INVESTORS are afraid to build new hotels in Australia despite record-high occupancy rates in case the mining boom ends and they are left unable to fill beds, a leading tourism figure has claimed.
Accor Asia Pacific chief operating officer Simon McGrath said Australia needs to offer more to the leisure market to create demand long-term.
"They're concerned it's too over reliant on one market segment being the mining segment," he said.
"They think if there's a change in government or if China slows down there's no other back up or alternative market segment.
"We need to diversify the market and give much more confidence to investors that it's not just off one market segment."

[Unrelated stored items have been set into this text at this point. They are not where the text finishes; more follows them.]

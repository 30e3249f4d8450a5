//! Recording `GitOps` fake with per-operation error injection

use async_trait::async_trait;
use refinery::error::{Error, Result};
use refinery::git::GitOps;
use std::collections::{HashMap, HashSet};
use std::sync::Mutex;

/// In-memory git for tests
#[derive(Default)]
pub struct MockGit {
    calls: Mutex<Vec<String>>,
    fail: Mutex<HashMap<String, String>>,
    local_branches: Mutex<HashSet<String>>,
    remote_branches: Mutex<HashSet<String>>,
    ancestors: Mutex<HashSet<(String, String)>>,
    commits_ahead: Mutex<u32>,
    diff_empty: Mutex<bool>,
}

impl MockGit {
    pub fn new() -> Self {
        Self {
            commits_ahead: Mutex::new(1),
            ..Default::default()
        }
    }

    /// Make the named operation fail with the given message.
    pub fn fail_on(&self, op: &str, message: &str) {
        self.fail
            .lock()
            .unwrap()
            .insert(op.to_string(), message.to_string());
    }

    pub fn add_local_branch(&self, branch: &str) {
        self.local_branches.lock().unwrap().insert(branch.to_string());
    }

    pub fn add_remote_branch(&self, branch: &str) {
        self.remote_branches
            .lock()
            .unwrap()
            .insert(branch.to_string());
    }

    /// Record that `ancestor` is an ancestor of `descendant`.
    pub fn add_ancestor(&self, ancestor: &str, descendant: &str) {
        self.ancestors
            .lock()
            .unwrap()
            .insert((ancestor.to_string(), descendant.to_string()));
    }

    pub fn set_commits_ahead(&self, n: u32) {
        *self.commits_ahead.lock().unwrap() = n;
    }

    pub fn set_diff_empty(&self, empty: bool) {
        *self.diff_empty.lock().unwrap() = empty;
    }

    /// All recorded calls, e.g. `"push feature/x"`.
    pub fn calls(&self) -> Vec<String> {
        self.calls.lock().unwrap().clone()
    }

    /// Calls that change repository or remote state.
    pub fn mutating_calls(&self) -> Vec<String> {
        const MUTATING: &[&str] = &[
            "checkout",
            "branch",
            "delete-branch",
            "delete-remote-branch",
            "rebase",
            "merge",
            "push",
            "reset",
        ];
        self.calls()
            .into_iter()
            .filter(|c| MUTATING.iter().any(|m| c.starts_with(m)))
            .collect()
    }

    pub fn assert_called(&self, prefix: &str) {
        assert!(
            self.calls().iter().any(|c| c.starts_with(prefix)),
            "expected a git call starting with {prefix:?}, got {:?}",
            self.calls()
        );
    }

    pub fn assert_not_called(&self, prefix: &str) {
        assert!(
            !self.calls().iter().any(|c| c.starts_with(prefix)),
            "expected no git call starting with {prefix:?}, got {:?}",
            self.calls()
        );
    }

    fn record(&self, op: &str, subject: &str) -> Result<()> {
        self.calls.lock().unwrap().push(if subject.is_empty() {
            op.to_string()
        } else {
            format!("{op} {subject}")
        });
        if let Some(message) = self.fail.lock().unwrap().get(op) {
            return Err(Error::git(op, message));
        }
        Ok(())
    }
}

#[async_trait]
impl GitOps for MockGit {
    async fn fetch(&self) -> Result<()> {
        self.record("fetch", "")
    }

    async fn checkout(&self, branch: &str) -> Result<()> {
        self.record("checkout", branch)
    }

    async fn create_branch_from(&self, branch: &str, start: &str) -> Result<()> {
        self.record("branch", &format!("{branch} from {start}"))?;
        self.add_local_branch(branch);
        Ok(())
    }

    async fn delete_branch(&self, branch: &str) -> Result<()> {
        self.record("delete-branch", branch)?;
        self.local_branches.lock().unwrap().remove(branch);
        Ok(())
    }

    async fn delete_remote_branch(&self, branch: &str) -> Result<()> {
        self.record("delete-remote-branch", branch)?;
        self.remote_branches.lock().unwrap().remove(branch);
        Ok(())
    }

    async fn branch_exists(&self, branch: &str) -> Result<bool> {
        Ok(self.local_branches.lock().unwrap().contains(branch))
    }

    async fn remote_branch_exists(&self, branch: &str) -> Result<bool> {
        Ok(self.remote_branches.lock().unwrap().contains(branch))
    }

    async fn rebase(&self, onto: &str) -> Result<()> {
        self.record("rebase", onto)
    }

    async fn abort_rebase(&self) -> Result<()> {
        self.record("rebase-abort", "")
    }

    async fn merge_ff(&self, reference: &str) -> Result<()> {
        self.record("merge", reference)
    }

    async fn merge_no_ff(&self, reference: &str, _message: &str) -> Result<()> {
        self.record("merge", reference)
    }

    async fn abort_merge(&self) -> Result<()> {
        self.record("merge-abort", "")
    }

    async fn push(&self, branch: &str, force: bool) -> Result<()> {
        let subject = if force {
            format!("{branch} (force)")
        } else {
            branch.to_string()
        };
        self.record("push", &subject)?;
        self.add_remote_branch(branch);
        Ok(())
    }

    async fn is_ancestor(&self, ancestor: &str, descendant: &str) -> Result<bool> {
        Ok(self
            .ancestors
            .lock()
            .unwrap()
            .contains(&(ancestor.to_string(), descendant.to_string())))
    }

    async fn commits_ahead(&self, _branch: &str, _base: &str) -> Result<u32> {
        Ok(*self.commits_ahead.lock().unwrap())
    }

    async fn branch_created_date(&self, _branch: &str, _base: &str) -> Result<Option<String>> {
        Ok(Some("2026-07-30T09:00:00+00:00".to_string()))
    }

    async fn rev(&self, reference: &str) -> Result<String> {
        self.record("rev", reference)?;
        Ok(format!("sha-{reference}"))
    }

    async fn reset_hard(&self, reference: &str) -> Result<()> {
        self.record("reset", reference)
    }

    async fn diff_empty(&self, _a: &str, _b: &str) -> Result<bool> {
        Ok(*self.diff_empty.lock().unwrap())
    }
}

The occupancy rate in Sydney and Perth is predicted to rise to 88 per cent by 2015, according to the latest Deloitte Access Economics Tourism and Hotel Outlook report.
Melbourne is tipped to rise to 85 per cent, Brisbane 80 per cent and Adelaide 75 per cent and the Gold Coast 66 per cent.
Mr McGrath told a tourism forum at The Hotel School Sydney that Australia was improving when it came to attracting leisure travellers for sporting events and entertainment so hotels weren't as reliant on business travellers.
He said Saturday nights were now the busiest nights of the week for many CBD hotels.
"Fifteen years ago it was Tuesday to Thursday," he said.
But while Australia had focused too much on traditional markets such as Germany, the UK and Japan in the past, it now needed to focus on China and India, which are seeing the kind of rise in the middle classes similar to what happened in Australia 15 to 20 years ago.